Expectations of any breakthrough in an eight-year-old stand-off over Iran's nuclear ambitions were low ahead of a second round of negotiations between Iran and the powers in the Turkish city of Istanbul tomorrow and Saturday.
Iranian negotiators told Reuters they had no fresh offer to make for a nuclear fuel swap but they were ready to discuss a deal based on terms offered last year, which were rejected then as being too little, too late.
A fuel swap deal, under which Iran would part with some of its low enriched uranium (LEU) in exchange for fuel specially processed to run a Tehran reactor producing medical isotopes, would build confidence but not resolve core disputes.
Any accord is likely to hinge on persuading Iran to hand over most of its uranium stockpile to dispel fears that it was retaining enough of the material to develop a nuclear bomb by enriching it to a very high level of fissile purity.
There is international concern that Iran's declared civilian nuclear energy programme is a cover for pursuit of atom bombs.
The six big powers dealing with Iran via European Union foreign policy chief Catherine Ashton are the United States, Britain, France, Russia, China and Germany.
On the eve of the talks, speaking in Moscow, Ali Asghar Soltanieh, Iran's envoy to the International Atomic Energy Agency (IAEA), struck a defiant stance, saying enrichment would continue even if nuclear facilities were attacked.
"We have provided for another facility in Fordow near Qom," Mr Soltanieh said. "It is, so to speak, a reserve facility, so that if a site is attacked, we can continue the enrichment process."

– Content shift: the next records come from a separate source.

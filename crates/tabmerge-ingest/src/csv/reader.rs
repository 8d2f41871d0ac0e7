//! CSV source reading.

use std::fs::File;
use std::io::Read;
use std::path::Path;

use ::csv::{ReaderBuilder, StringRecord};
use tabmerge_model::{ParsedSource, SourceKind};
use tracing::debug;

use crate::adapter::SourceAdapter;
use crate::error::{IngestError, Result};
use crate::table::RecordBuilder;

/// Reads comma-separated files with quoted-field support.
///
/// The first line is the header. Rows are accepted with any width by the
/// underlying parser and then checked against the header width, so a short or
/// long row is reported as [`IngestError::MalformedRow`] with its row index.
#[derive(Debug, Clone, Copy)]
pub struct CsvAdapter {
    delimiter: u8,
}

impl Default for CsvAdapter {
    fn default() -> Self {
        Self { delimiter: b',' }
    }
}

impl CsvAdapter {
    pub fn new() -> Self {
        Self::default()
    }

    #[must_use]
    pub fn with_delimiter(mut self, delimiter: u8) -> Self {
        self.delimiter = delimiter;
        self
    }

    /// Reads CSV data from any reader. `path` identifies the source in errors.
    pub fn read_from<R: Read>(&self, input: R, path: &Path, id_column: &str) -> Result<ParsedSource> {
        let mut reader = ReaderBuilder::new()
            .delimiter(self.delimiter)
            .has_headers(false)
            .flexible(true)
            .from_reader(input);
        let mut records = reader.records();

        let columns: Vec<String> = match records.next() {
            Some(header) => to_fields(&header.map_err(|e| csv_error(path, e))?),
            None => Vec::new(),
        };

        let mut builder = RecordBuilder::new(path, columns, id_column)?;
        for record in records {
            let record = record.map_err(|e| csv_error(path, e))?;
            builder.push_row(to_fields(&record))?;
        }

        let source = builder.finish(SourceKind::Csv);
        debug!(
            path = %path.display(),
            columns = source.columns.len(),
            rows = source.row_count,
            records = source.records.len(),
            "read csv source"
        );
        Ok(source)
    }
}

impl SourceAdapter for CsvAdapter {
    fn kind(&self) -> SourceKind {
        SourceKind::Csv
    }

    fn read(&self, path: &Path, id_column: &str) -> Result<ParsedSource> {
        let file = File::open(path).map_err(|e| IngestError::SourceUnreadable {
            path: path.to_path_buf(),
            source: e,
        })?;
        self.read_from(file, path, id_column)
    }
}

/// Reads a comma-separated file keyed by `id_column`.
pub fn read_csv_source(path: &Path, id_column: &str) -> Result<ParsedSource> {
    CsvAdapter::default().read(path, id_column)
}

fn to_fields(record: &StringRecord) -> Vec<String> {
    record.iter().map(str::to_string).collect()
}

fn csv_error(path: &Path, error: ::csv::Error) -> IngestError {
    let message = error.to_string();
    match error.into_kind() {
        ::csv::ErrorKind::Io(source) => IngestError::SourceUnreadable {
            path: path.to_path_buf(),
            source,
        },
        _ => IngestError::Parse {
            path: path.to_path_buf(),
            message,
        },
    }
}
//! Merge option resolution.
//!
//! Options come from three layers: built-in defaults, an optional TOML file,
//! and command-line flags. A flag wins over the file, the file wins over the
//! default.

use std::fs;
use std::path::{Path, PathBuf};

use anyhow::{Context, Result};
use tabmerge_model::{MergeOptions, MergePolicy, QuoteStyle};

/// Values given explicitly on the command line.
#[derive(Debug, Clone, Default)]
pub struct OptionOverrides {
    pub id_column: Option<String>,
    pub placeholder: Option<String>,
    pub html_table: Option<String>,
    pub output_path: Option<PathBuf>,
    pub merge_policy: Option<MergePolicy>,
    pub quote_style: Option<QuoteStyle>,
}

impl OptionOverrides {
    /// Replaces every option that was given explicitly.
    pub fn apply(self, mut options: MergeOptions) -> MergeOptions {
        if let Some(column) = self.id_column {
            options.id_column_name = column;
        }
        if let Some(placeholder) = self.placeholder {
            options.empty_cell_placeholder = placeholder;
        }
        if let Some(table_id) = self.html_table {
            options.html_table_identifier = table_id;
        }
        if let Some(path) = self.output_path {
            options.output_path = path;
        }
        if let Some(policy) = self.merge_policy {
            options.merge_policy = policy;
        }
        if let Some(style) = self.quote_style {
            options.quote_style = style;
        }
        options
    }
}

/// Loads merge options from a TOML file. Missing keys take their defaults.
pub fn load_options(path: &Path) -> Result<MergeOptions> {
    let text = fs::read_to_string(path)
        .with_context(|| format!("read config file {}", path.display()))?;
    toml::from_str(&text).with_context(|| format!("parse config file {}", path.display()))
}

/// Resolves the options for a run.
pub fn resolve_options(config: Option<&Path>, overrides: OptionOverrides) -> Result<MergeOptions> {
    let base = match config {
        Some(path) => load_options(path)?,
        None => MergeOptions::default(),
    };
    Ok(overrides.apply(base))
}
//! Logging infrastructure using `tracing` and `tracing-subscriber`.
//!
//! Library crates only emit events and spans; this module installs the one
//! global subscriber for the binary.
//!
//! # Log Levels
//!
//! - `error`: fatal errors
//! - `warn`: skipped inputs, duplicate identifiers within a source
//! - `info`: per-source progress, output location
//! - `debug`: merge statistics, adapter details
//! - `trace`: record-level data (values are redacted unless `--log-data` is given)
//!
//! # Usage
//!
//! The binary derives its config from the command line: `-v`/`-q` set the
//! level, `--log-level` replaces it, and `RUST_LOG` is honored only when
//! neither is given.
//!
//! ```ignore
//! use tabmerge_cli::logging::{init_logging, LogConfig, LogFormat};
//!
//! let mut config = LogConfig {
//!     level_filter: cli.verbosity.tracing_level_filter(),
//!     ..LogConfig::default()
//! };
//! config.use_env_filter = !(cli.verbosity.is_present() || cli.log_level.is_some());
//! config.format = LogFormat::Json;
//! config.log_file = cli.log_file.clone();
//! config.log_data = cli.log_data;
//! init_logging(&config)?;
//! ```

use std::fs::OpenOptions;
use std::io::{self, Write};
use std::path::PathBuf;
use std::sync::atomic::{AtomicBool, Ordering};
use std::sync::{Arc, Mutex};

use tracing::level_filters::LevelFilter;
use tracing_subscriber::{
    EnvFilter,
    fmt::{self, MakeWriter},
    layer::SubscriberExt,
    util::SubscriberInitExt,
};

static LOG_DATA_ENABLED: AtomicBool = AtomicBool::new(false);

/// Placeholder used when record-level logging is disabled.
pub const REDACTED_VALUE: &str = "[REDACTED]";

/// Crates whose events follow the configured level.
const OWN_CRATES: &[&str] = &[
    "tabmerge",
    "tabmerge_cli",
    "tabmerge_core",
    "tabmerge_ingest",
    "tabmerge_model",
    "tabmerge_output",
];

/// Returns true if record-level logging is explicitly enabled.
pub fn log_data_enabled() -> bool {
    LOG_DATA_ENABLED.load(Ordering::Relaxed)
}

/// Returns the input value when data logging is enabled, otherwise a redacted token.
pub fn redact_value(value: &str) -> &str {
    if log_data_enabled() {
        value
    } else {
        REDACTED_VALUE
    }
}

/// Configuration for logging behavior.
#[derive(Debug, Clone)]
pub struct LogConfig {
    /// Most verbose level emitted by tabmerge crates.
    pub level_filter: LevelFilter,
    /// Whether `RUST_LOG` may replace the filter built from `level_filter`.
    pub use_env_filter: bool,
    /// Whether to include timestamps in log output.
    pub with_timestamps: bool,
    /// Whether to include target (module path) in log output.
    pub with_target: bool,
    /// Whether to use ANSI colors in output.
    pub with_ansi: bool,
    pub format: LogFormat,
    /// Optional log file path. When set, logs are appended to the file.
    pub log_file: Option<PathBuf>,
    /// Whether record values may be logged.
    pub log_data: bool,
}

/// Log output format.
#[derive(Debug, Clone, Copy, Default, PartialEq, Eq)]
pub enum LogFormat {
    /// Human-readable format with colors.
    #[default]
    Pretty,
    /// Compact single-line format.
    Compact,
    /// JSON lines for machine parsing.
    Json,
}

impl Default for LogConfig {
    fn default() -> Self {
        Self {
            level_filter: LevelFilter::WARN,
            use_env_filter: true,
            with_timestamps: false,
            with_target: false,
            with_ansi: true,
            format: LogFormat::default(),
            log_file: None,
            log_data: false,
        }
    }
}

/// Initialize the global tracing subscriber with the given configuration.
///
/// Call once at startup.
///
/// # Errors
///
/// Returns an error if the log file cannot be opened.
pub fn init_logging(config: &LogConfig) -> io::Result<()> {
    if let Some(path) = &config.log_file {
        let file = OpenOptions::new().create(true).append(true).open(path)?;
        init_logging_with_writer(config, SharedFileWriter::new(file));
    } else {
        init_logging_with_writer(config, io::stderr);
    }
    Ok(())
}

/// Initialize logging with a custom writer.
pub fn init_logging_with_writer<W>(config: &LogConfig, writer: W)
where
    W: for<'writer> MakeWriter<'writer> + Send + Sync + 'static,
{
    LOG_DATA_ENABLED.store(config.log_data, Ordering::Release);
    let filter = build_env_filter(config);

    match config.format {
        LogFormat::Json => {
            let layer = fmt::layer()
                .json()
                .with_writer(writer)
                .with_target(config.with_target)
                .with_span_events(fmt::format::FmtSpan::CLOSE);
            tracing_subscriber::registry()
                .with(filter)
                .with(layer)
                .init();
        }
        LogFormat::Compact => {
            let layer = fmt::layer()
                .compact()
                .with_writer(writer)
                .with_ansi(config.with_ansi)
                .with_target(config.with_target);
            if config.with_timestamps {
                tracing_subscriber::registry()
                    .with(filter)
                    .with(layer)
                    .init();
            } else {
                tracing_subscriber::registry()
                    .with(filter)
                    .with(layer.without_time())
                    .init();
            }
        }
        LogFormat::Pretty => {
            let layer = fmt::layer()
                .with_writer(writer)
                .with_ansi(config.with_ansi)
                .with_target(config.with_target);
            if config.with_timestamps {
                tracing_subscriber::registry()
                    .with(filter)
                    .with(layer)
                    .init();
            } else {
                tracing_subscriber::registry()
                    .with(filter)
                    .with(layer.without_time())
                    .init();
            }
        }
    }
}

#[derive(Clone)]
struct SharedFileWriter {
    file: Arc<Mutex<std::fs::File>>,
}

impl SharedFileWriter {
    fn new(file: std::fs::File) -> Self {
        Self {
            file: Arc::new(Mutex::new(file)),
        }
    }
}

struct SharedFileGuard {
    file: Arc<Mutex<std::fs::File>>,
}

impl Write for SharedFileGuard {
    fn write(&mut self, buf: &[u8]) -> io::Result<usize> {
        let mut guard = self
            .file
            .lock()
            .map_err(|_| io::Error::other("log file lock poisoned"))?;
        guard.write(buf)
    }

    fn flush(&mut self) -> io::Result<()> {
        let mut guard = self
            .file
            .lock()
            .map_err(|_| io::Error::other("log file lock poisoned"))?;
        guard.flush()
    }
}

impl<'a> MakeWriter<'a> for SharedFileWriter {
    type Writer = SharedFileGuard;

    fn make_writer(&'a self) -> Self::Writer {
        SharedFileGuard {
            file: Arc::clone(&self.file),
        }
    }
}

/// Filter directives: other crates stay at warn, ours follow `level`.
fn default_directives(level: LevelFilter) -> String {
    let level = level.to_string().to_lowercase();
    let mut directives = vec!["warn".to_string()];
    directives.extend(OWN_CRATES.iter().map(|name| format!("{name}={level}")));
    directives.join(",")
}

fn build_env_filter(config: &LogConfig) -> EnvFilter {
    let default = || EnvFilter::new(default_directives(config.level_filter));
    if config.use_env_filter {
        EnvFilter::try_from_default_env().unwrap_or_else(|_| default())
    } else {
        default()
    }
}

Iran's main enrichment plant is in Natanz. Fordow, a much smaller site that Tehran did not reveal to IAEA inspectors for over two years, is under construction inside a mountain bunker.
The United States and Israel have not ruled military action out if diplomacy fails and Iran nears atomic weapons capability.
In Istanbul, Russian foreign minister Sergei Lavrov said the talks should address prospects for easing economic sanctions on Tehran if it is more forthcoming with IAEA inspectors.
"There should also be other questions [on the agenda], including the prospects for lifting sanctions in accordance with how much more effectively Iran cooperates with the IAEA and resolves existing questions [about its nuclear activity]," he said in remarks carried by Russia's Itar-Tass news agency.